Work instructions
When you reach the line containing "#[derive(Clone, Debug, PartialEq, Deserialize)]", include it and stop; until then, return each line of the material exactly, starting with the first.

====== Data for analysis

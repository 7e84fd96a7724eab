#![forbid(unsafe_code)]

use serde::Deserialize;
use serde_json::Value;
use temdb_core::model::{AcquisitionStatus, MediaType, SectionQuality, TaskStatus};

#[derive(Clone, Copy, Debug, PartialEq, Eq)]
pub struct Page {
    pub limit: usize,
    pub offset: usize,
}

impl Default for Page {
    fn default() -> Self {
        Self {
            limit: 10,
            offset: 0,
        }
    }
}

#[derive(Clone, Debug, Default, PartialEq, Deserialize)]
pub struct CreateSpecimenRequest {
    pub specimen_id: String,
    #[serde(default)]
    pub description: Option<String>,
    #[serde(default)]
    pub specimen_images: Vec<String>,
    #[serde(default)]
    pub functional_imaging_metadata: Option<Value>,
}

#[derive(Clone, Debug, Default, PartialEq, Deserialize)]
pub struct UpdateSpecimenRequest {
    #[serde(default)]
    pub description: Option<String>,
    #[serde(default)]
    pub functional_imaging_metadata: Option<Value>,
}

#[derive(Clone, Debug, Default, PartialEq, Eq)]
pub struct ListSpecimensRequest {
    pub search: Option<String>,
    pub page: Page,
}

#[derive(Clone, Debug, Default, PartialEq, Deserialize)]
pub struct CreateBlockRequest {
    pub specimen_id: String,
    pub block_id: String,
    #[serde(default)]
    pub description: Option<String>,
    #[serde(default, alias = "microCT_info")]
    pub microct_info: Option<Value>,
}

#[derive(Clone, Debug, Default, PartialEq, Deserialize)]
pub struct UpdateBlockRequest {
    #[serde(default)]
    pub description: Option<String>,
    #[serde(default, alias = "microCT_info")]
    pub microct_info: Option<Value>,
}

#[derive(Clone, Debug, Default, PartialEq, Eq)]
pub struct ListBlocksRequest {
    pub specimen_id: Option<String>,
    pub page: Page,
}

#[derive(Clone, Debug, PartialEq, Deserialize)]
pub struct CreateCuttingSessionRequest {
    pub cutting_session_id: String,
    pub specimen_id: String,
    pub block_id: String,
    #[serde(default, with = "crate::store::timestamp::option")]
    pub start_time: Option<i64>,
    #[serde(default, with = "crate::store::timestamp::option")]
    pub end_time: Option<i64>,
    #[serde(default)]
    pub operator: Option<String>,
    #[serde(default)]
    pub sectioning_device: Option<String>,
    pub media_type: MediaType,
    #[serde(default)]
    pub knife_id: Option<String>,
}

#[derive(Clone, Debug, Default, PartialEq, Deserialize)]
pub struct UpdateCuttingSessionRequest {
    #[serde(default, with = "crate::store::timestamp::option")]
    pub end_time: Option<i64>,
    #[serde(default)]
    pub operator: Option<String>,
    #[serde(default)]
    pub sectioning_device: Option<String>,
    #[serde(default)]
    pub media_type: Option<MediaType>,
    #[serde(default)]
    pub knife_id: Option<String>,
}

#[derive(Clone, Debug, Default, PartialEq, Eq)]
pub struct ListCuttingSessionsRequest {
    pub specimen_id: Option<String>,
    pub block_id: Option<String>,
    pub page: Page,
}

#[derive(Clone, Debug, Default, PartialEq, Deserialize)]
pub struct CreateSubstrateRequest {
    pub media_id: String,
    pub media_type: String,
    #[serde(default)]
    pub uid: Option<String>,
    #[serde(default)]
    pub status: Option<String>,
    #[serde(default)]
    pub metadata: Option<Value>,
}

#[derive(Clone, Debug, Default, PartialEq, Deserialize)]
pub struct UpdateSubstrateRequest {
    #[serde(default)]
    pub media_type: Option<String>,
    #[serde(default)]
    pub uid: Option<String>,
    #[serde(default)]
    pub status: Option<String>,
    #[serde(default)]
    pub metadata: Option<Value>,
}

#[derive(Clone, Debug, Default, PartialEq, Eq)]
pub struct ListSubstratesRequest {
    pub media_type: Option<String>,
    pub status: Option<String>,
    pub page: Page,
}

#[derive(Clone, Debug, Default, PartialEq, Deserialize)]
pub struct CreateSectionRequest {
    /// Defaults to `{media_id}_S{section_number:05}`.
    #[serde(default)]
    pub section_id: Option<String>,
    pub section_number: u32,
    pub cutting_session_id: String,
    pub media_id: String,
    #[serde(default)]
    pub specimen_id: Option<String>,
    #[serde(default)]
    pub block_id: Option<String>,
    #[serde(default, with = "crate::store::timestamp::option")]
    pub cut_at: Option<i64>,
    #[serde(default)]
    pub barcode: Option<String>,
    #[serde(default)]
    pub quality: Option<SectionQuality>,
    #[serde(default)]
    pub thickness_um: Option<f64>,
    #[serde(default)]
    pub optical_image: Option<Value>,
}

#[derive(Clone, Debug, Default, PartialEq, Deserialize)]
pub struct UpdateSectionRequest {
    #[serde(default)]
    pub barcode: Option<String>,
    #[serde(default)]
    pub quality: Option<SectionQuality>,
    #[serde(default)]
    pub thickness_um: Option<f64>,
    #[serde(default)]
    pub optical_image: Option<Value>,
}

#[derive(Clone, Debug, Default, PartialEq, Eq)]
pub struct ListSectionsRequest {
    pub cutting_session_id: Option<String>,
    pub media_id: Option<String>,
    pub specimen_id: Option<String>,
    pub page: Page,
}

#[derive(Clone, Debug, Default, PartialEq, Deserialize)]
pub struct CreateRoiRequest {
    pub section_id: String,
    pub specimen_id: String,
    pub block_id: String,
    pub substrate_media_id: String,
    pub roi_number: u32,
    #[serde(default)]
    pub parent_roi_id: Option<String>,
    #[serde(default)]
    pub description: Option<String>,
    #[serde(default)]
    pub aperture_width_height_mm: Option<[f64; 2]>,
    #[serde(default)]
    pub aperture_centroid: Option<[f64; 2]>,
    #[serde(default)]
    pub aperture_image: Option<String>,
    #[serde(default)]
    pub optical_nm_per_pixel: Option<f64>,
    #[serde(default)]
    pub barcode: Option<String>,
    #[serde(default)]
    pub metadata: Option<Value>,
}

#[derive(Clone, Debug, Default, PartialEq, Deserialize)]
pub struct UpdateRoiRequest {
    #[serde(default)]
    pub description: Option<String>,
    #[serde(default)]
    pub aperture_width_height_mm: Option<[f64; 2]>,
    #[serde(default)]
    pub aperture_centroid: Option<[f64; 2]>,
    #[serde(default)]
    pub aperture_image: Option<String>,
    #[serde(default)]
    pub optical_nm_per_pixel: Option<f64>,
    #[serde(default)]
    pub barcode: Option<String>,
    #[serde(default)]
    pub metadata: Option<Value>,
}

#[derive(Clone, Debug, Default, PartialEq, Eq)]
pub struct ListRoisRequest {
    pub specimen_id: Option<String>,
    pub block_id: Option<String>,
    pub section_id: Option<String>,
    pub parent_roi_id: Option<String>,
    pub top_level_only: bool,
    pub page: Page,
}

#[derive(Clone, Debug, Default, PartialEq, Deserialize)]
pub struct CreateAcquisitionTaskRequest {
    pub task_id: String,
    pub specimen_id: String,
    pub block_id: String,
    pub roi_id: String,
    #[serde(default)]
    pub task_type: Option<String>,
    #[serde(default)]
    pub status: Option<TaskStatus>,
    #[serde(default)]
    pub tags: Vec<String>,
    #[serde(default)]
    pub metadata: Option<Value>,
}

#[derive(Clone, Debug, Default, PartialEq, Deserialize)]
pub struct UpdateAcquisitionTaskRequest {
    #[serde(default)]
    pub task_type: Option<String>,
    #[serde(default)]
    pub status: Option<TaskStatus>,
    #[serde(default)]
    pub tags: Option<Vec<String>>,
    #[serde(default)]
    pub metadata: Option<Value>,
    #[serde(default)]
    pub error_message: Option<String>,
}

#[derive(Clone, Debug, PartialEq, Eq, Deserialize)]
pub struct UpdateTaskStatusRequest {
    pub status: TaskStatus,
    #[serde(default)]
    pub error_message: Option<String>,
}

#[derive(Clone, Debug, Default, PartialEq, Eq)]
pub struct ListAcquisitionTasksRequest {
    pub specimen_id: Option<String>,
    pub block_id: Option<String>,
    pub roi_id: Option<String>,
    pub status: Option<TaskStatus>,
    pub task_type: Option<String>,
    pub page: Page,
}

#[derive(Clone, Debug, Default, PartialEq, Deserialize)]
pub struct CreateAcquisitionRequest {
    pub acquisition_id: String,
    pub montage_id: String,
    pub roi_id: String,
    pub acquisition_task_id: String,
    #[serde(default)]
    pub status: Option<AcquisitionStatus>,
    #[serde(default)]
    pub replaces_acquisition_id: Option<String>,
    #[serde(default)]
    pub lens_correction: bool,
    #[serde(default)]
    pub lens_correction_acquisition_id: Option<String>,
    pub scope_id: String,
    pub magnification: u32,
    #[serde(default)]
    pub tilt_angle: Option<f64>,
    #[serde(default)]
    pub montage_set_name: Option<String>,
    #[serde(default, with = "crate::store::timestamp::option")]
    pub start_time: Option<i64>,
    #[serde(default, with = "crate::store::timestamp::option")]
    pub end_time: Option<i64>,
    #[serde(default)]
    pub hardware_settings: Option<Value>,
    #[serde(default)]
    pub acquisition_settings: Option<Value>,
}

#[derive(Clone, Debug, Default, PartialEq, Deserialize)]
pub struct UpdateAcquisitionRequest {
    #[serde(default)]
    pub status: Option<AcquisitionStatus>,
    #[serde(default, with = "crate::store::timestamp::option")]
    pub end_time: Option<i64>,
    #[serde(default)]
    pub tilt_angle: Option<f64>,
    #[serde(default)]
    pub montage_set_name: Option<String>,
    #[serde(default)]
    pub lens_correction_acquisition_id: Option<String>,
    #[serde(default)]
    pub hardware_settings: Option<Value>,
    #[serde(default)]
    pub acquisition_settings: Option<Value>,
}

#[derive(Clone, Debug, Default, PartialEq, Eq)]
pub struct ListAcquisitionsRequest {
    pub roi_id: Option<String>,
    pub acquisition_task_id: Option<String>,
    pub specimen_id: Option<String>,
    pub status: Option<AcquisitionStatus>,
    pub page: Page,
}

#[derive(Clone, Debug, Default, PartialEq, Deserialize)]
pub struct CreateTileRequest {
    pub tile_id: String,
    pub raster_index: u32,
    pub stage_x: f64,
    pub stage_y: f64,
    pub raster_row: u32,
    pub raster_col: u32,
    #[serde(default)]
    pub focus_score: Option<f64>,
    pub image_path: String,
    #[serde(default)]
    pub supertile_id: Option<String>,
}

#[derive(Clone, Debug, Default, PartialEq, Eq)]
pub struct ListLensCorrectionsRequest {
    pub scope_id: Option<String>,
    pub magnification: Option<u32>,
    pub from_time: Option<i64>,
    pub to_time: Option<i64>,
    pub page: Page,
}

============

Answer
repository 7e84fd96a7724eab
#![forbid(unsafe_code)]

use serde::Deserialize;
use serde_json::Value;
use temdb_core::model::{AcquisitionStatus, MediaType, SectionQuality, TaskStatus};

#[derive(Clone, Copy, Debug, PartialEq, Eq)]
pub struct Page {
    pub limit: usize,
    pub offset: usize,
}

impl Default for Page {
    fn default() -> Self {
        Self {
            limit: 10,
            offset: 0,
        }
    }
}

#[derive(Clone, Debug, Default, PartialEq, Deserialize)]
pub struct CreateSpecimenRequest {
    pub specimen_id: String,
    #[serde(default)]
    pub description: Option<String>,
    #[serde(default)]
    pub specimen_images: Vec<String>,
    #[serde(default)]
    pub functional_imaging_metadata: Option<Value>,
}

#[derive(Clone, Debug, Default, PartialEq, Deserialize)]
pub struct UpdateSpecimenRequest {
    #[serde(default)]
    pub description: Option<String>,
    #[serde(default)]
    pub functional_imaging_metadata: Option<Value>,
}

#[derive(Clone, Debug, Default, PartialEq, Eq)]
pub struct ListSpecimensRequest {
    pub search: Option<String>,
    pub page: Page,
}

#[derive(Clone, Debug, Default, PartialEq, Deserialize)]
pub struct CreateBlockRequest {
    pub specimen_id: String,
    pub block_id: String,
    #[serde(default)]
    pub description: Option<String>,
    #[serde(default, alias = "microCT_info")]
    pub microct_info: Option<Value>,
}

#[derive(Clone, Debug, Default, PartialEq, Deserialize)]
pub struct UpdateBlockRequest {
    #[serde(default)]
    pub description: Option<String>,
    #[serde(default, alias = "microCT_info")]
    pub microct_info: Option<Value>,
}

#[derive(Clone, Debug, Default, PartialEq, Eq)]
pub struct ListBlocksRequest {
    pub specimen_id: Option<String>,
    pub page: Page,
}

#[derive(Clone, Debug, PartialEq, Deserialize)]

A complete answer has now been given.